Top of Data for review

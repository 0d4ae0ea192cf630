//! Diversity sampler helper tool
//!
//! Lets the model read a large body of text a few representative chunks at a
//! time. The corpus lives in the run state as a [`SamplerState`]; any run
//! state that implements [`HasSamplerState`] can host the tool alongside
//! other helper tools.

mod diversity;

use serde::{Deserialize, Serialize};
use serde_json::{Value, json};
use tessera_core::AgentState;
use tessera_core::tools::{HelperTool, ToolReducer, ToolTransition};
use tessera_core::validation::{FieldSchema, FieldType, SchemaBuilder};
use tracing::debug;

pub const SAMPLER_TOOL_NAME: &str = "sample_chunks";
pub const DEFAULT_SAMPLE_COUNT: usize = 3;
pub const MAX_SAMPLE_COUNT: usize = 20;

/// Corpus and selection history for the sampler
#[derive(Debug, Clone, Default, PartialEq, Eq, Serialize, Deserialize)]
pub struct SamplerState {
    pub chunks: Vec<String>,
    /// Indices already handed to the model, in the order they were sampled
    pub selected: Vec<usize>,
}

impl SamplerState {
    pub fn new(chunks: impl IntoIterator<Item = impl Into<String>>) -> Self {
        Self {
            chunks: chunks.into_iter().map(Into::into).collect(),
            selected: Vec::new(),
        }
    }

    /// Split `text` into chunks of at most `words_per_chunk` words
    pub fn from_text(text: &str, words_per_chunk: usize) -> Self {
        Self::new(diversity::chunk_words(text, words_per_chunk))
    }

    pub fn remaining(&self) -> usize {
        self.chunks.len().saturating_sub(self.selected.len())
    }
}

/// Run states that can host a [`SamplerState`]
pub trait HasSamplerState {
    fn sampler_state(&self) -> Option<&SamplerState>;
    fn set_sampler_state(&mut self, state: SamplerState);
}

impl HasSamplerState for Option<SamplerState> {
    fn sampler_state(&self) -> Option<&SamplerState> {
        self.as_ref()
    }

    fn set_sampler_state(&mut self, state: SamplerState) {
        *self = Some(state);
    }
}

/// Reducer behind the sampler tool
#[derive(Debug, Clone, Copy)]
pub struct SamplerReducer {
    words_per_chunk: usize,
}

impl SamplerReducer {
    pub fn new(words_per_chunk: usize) -> Self {
        Self {
            words_per_chunk: words_per_chunk.max(1),
        }
    }
}

impl Default for SamplerReducer {
    fn default() -> Self {
        Self::new(60)
    }
}

impl<R, A> ToolReducer<R, A> for SamplerReducer
where
    R: HasSamplerState + Send + Sync,
    A: Send + Sync,
{
    fn reduce(
        &self,
        mut state: AgentState<R, A>,
        input: &Value,
    ) -> Result<ToolTransition<R, A>, String> {
        let count = match input.get("count").and_then(Value::as_u64) {
            Some(n) => n as usize,
            None => DEFAULT_SAMPLE_COUNT,
        };

        let mut sampler = match input.get("text").and_then(Value::as_str) {
            Some(text) => SamplerState::from_text(text, self.words_per_chunk),
            None => state
                .run
                .sampler_state()
                .cloned()
                .ok_or_else(|| "No text loaded. Call the tool with `text` first.".to_string())?,
        };
        if sampler.chunks.is_empty() {
            return Err("The loaded text contains no words".to_string());
        }

        let picks = diversity::select(&sampler.chunks, &sampler.selected, count);
        let remaining = sampler.remaining().saturating_sub(picks.len());
        debug!(picked = picks.len(), remaining, "Sampled chunks");

        let samples: Vec<Value> = picks
            .iter()
            .map(|&index| json!({ "index": index, "text": sampler.chunks[index] }))
            .collect();
        sampler.selected.extend(picks);
        let result = json!({
            "samples": samples,
            "remaining": sampler.remaining(),
        });

        state.run.set_sampler_state(sampler);
        Ok(ToolTransition::new(state, result))
    }
}

/// Sampler tool with the default chunk size
pub fn sampler_tool<R, A>() -> HelperTool<R, A>
where
    R: HasSamplerState + Send + Sync + 'static,
    A: Send + Sync + 'static,
{
    sampler_tool_with(SamplerReducer::default())
}

pub fn sampler_tool_with<R, A>(reducer: SamplerReducer) -> HelperTool<R, A>
where
    R: HasSamplerState + Send + Sync + 'static,
    A: Send + Sync + 'static,
{
    let schema = SchemaBuilder::new()
        .field(
            "text",
            FieldSchema::new(FieldType::String)
                .description("Text to load; replaces any previously loaded text")
                .non_empty(),
        )
        .field(
            "count",
            FieldSchema::new(FieldType::Integer)
                .description("How many chunks to return")
                .min_value(1.0)
                .max_value(MAX_SAMPLE_COUNT as f64),
        )
        .build();

    HelperTool::new(
        SAMPLER_TOOL_NAME,
        "Returns the loaded chunks least similar to those already seen. \
         Pass `text` once to load it, then call again for more samples.",
        schema,
        reducer,
    )
}

#[cfg(test)]
mod tests {
    use super::*;
    use tessera_core::ExecutionContext;

    #[derive(Debug, Clone, Default, PartialEq)]
    struct Notes {
        sampler: Option<SamplerState>,
        notes: Vec<String>,
    }

    impl HasSamplerState for Notes {
        fn sampler_state(&self) -> Option<&SamplerState> {
            self.sampler.as_ref()
        }

        fn set_sampler_state(&mut self, state: SamplerState) {
            self.sampler = Some(state);
        }
    }

    fn state(run: Notes) -> AgentState<Notes, ()> {
        AgentState::new(ExecutionContext::new(1, 3, 10), run, ())
    }

    #[test]
    fn test_from_text_chunks() {
        let sampler = SamplerState::from_text("a b c d e", 2);
        assert_eq!(sampler.chunks, vec!["a b", "c d", "e"]);
        assert_eq!(sampler.remaining(), 3);
    }

    #[test]
    fn test_load_then_continue_sampling() {
        let tool = sampler_tool_with::<Notes, ()>(SamplerReducer::new(3));
        let text = "red green blue cyan magenta yellow red green blue";

        let first = tool
            .invoke(state(Notes::default()), &json!({ "text": text, "count": 1 }))
            .unwrap();
        assert_eq!(first.result["remaining"], 2);
        assert_eq!(first.result["samples"][0]["index"], 0);

        let second = tool.invoke(first.state, &json!({})).unwrap();
        let samples = second.result["samples"].as_array().unwrap();
        assert_eq!(samples.len(), 2);
        assert_eq!(samples[0]["text"], "cyan magenta yellow");
        assert_eq!(second.result["remaining"], 0);
        assert_eq!(second.state.run.sampler.as_ref().unwrap().selected, vec![0, 1, 2]);
    }

    #[test]
    fn test_reducer_is_deterministic_and_leaves_other_fields() {
        let tool = sampler_tool::<Notes, ()>();
        let run = Notes {
            sampler: Some(SamplerState::new(["alpha beta", "gamma delta", "alpha gamma"])),
            notes: vec!["keep me".to_string()],
        };

        let a = tool.invoke(state(run.clone()), &json!({ "count": 2 })).unwrap();
        let b = tool.invoke(state(run), &json!({ "count": 2 })).unwrap();
        assert_eq!(a, b);
        assert_eq!(a.state.run.notes, vec!["keep me"]);
    }

    #[test]
    fn test_errors() {
        let tool = sampler_tool::<Notes, ()>();
        let err = tool.invoke(state(Notes::default()), &json!({})).unwrap_err();
        assert!(err.contains("No text loaded"));

        let err = tool.invoke(state(Notes::default()), &json!({ "count": 0 })).unwrap_err();
        assert!(err.starts_with("Invalid arguments for tool 'sample_chunks'"));

        let err = tool.invoke(state(Notes::default()), &json!({ "text": "   " })).unwrap_err();
        assert!(err.contains("String cannot be empty"));

        let empty = Notes {
            sampler: Some(SamplerState::default()),
            ..Notes::default()
        };
        let err = tool.invoke(state(empty), &json!({})).unwrap_err();
        assert_eq!(err, "The loaded text contains no words");
    }

    #[test]
    fn test_option_run_state_hosts_sampler() {
        let tool = sampler_tool::<Option<SamplerState>, ()>();
        let start = AgentState::new(ExecutionContext::new(1, 1, 5), None, ());
        let next = tool.invoke(start, &json!({ "text": "one two" })).unwrap();
        assert_eq!(next.state.run.unwrap().chunks, vec!["one two"]);
    }
}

Bottom of Data for review

In the listing above, find the line with "Ok(ToolTransition::new(state, result))" and the line with "impl HasSamplerState for Notes", then print exactly those lines and every line between them.

        Ok(ToolTransition::new(state, result))
    }
}

/// Sampler tool with the default chunk size
pub fn sampler_tool<R, A>() -> HelperTool<R, A>
where
    R: HasSamplerState + Send + Sync + 'static,
    A: Send + Sync + 'static,
{
    sampler_tool_with(SamplerReducer::default())
}

pub fn sampler_tool_with<R, A>(reducer: SamplerReducer) -> HelperTool<R, A>
where
    R: HasSamplerState + Send + Sync + 'static,
    A: Send + Sync + 'static,
{
    let schema = SchemaBuilder::new()
        .field(
            "text",
            FieldSchema::new(FieldType::String)
                .description("Text to load; replaces any previously loaded text")
                .non_empty(),
        )
        .field(
            "count",
            FieldSchema::new(FieldType::Integer)
                .description("How many chunks to return")
                .min_value(1.0)
                .max_value(MAX_SAMPLE_COUNT as f64),
        )
        .build();

    HelperTool::new(
        SAMPLER_TOOL_NAME,
        "Returns the loaded chunks least similar to those already seen. \
         Pass `text` once to load it, then call again for more samples.",
        schema,
        reducer,
    )
}

#[cfg(test)]
mod tests {
    use super::*;
    use tessera_core::ExecutionContext;

    #[derive(Debug, Clone, Default, PartialEq)]
    struct Notes {
        sampler: Option<SamplerState>,
        notes: Vec<String>,
    }

    impl HasSamplerState for Notes {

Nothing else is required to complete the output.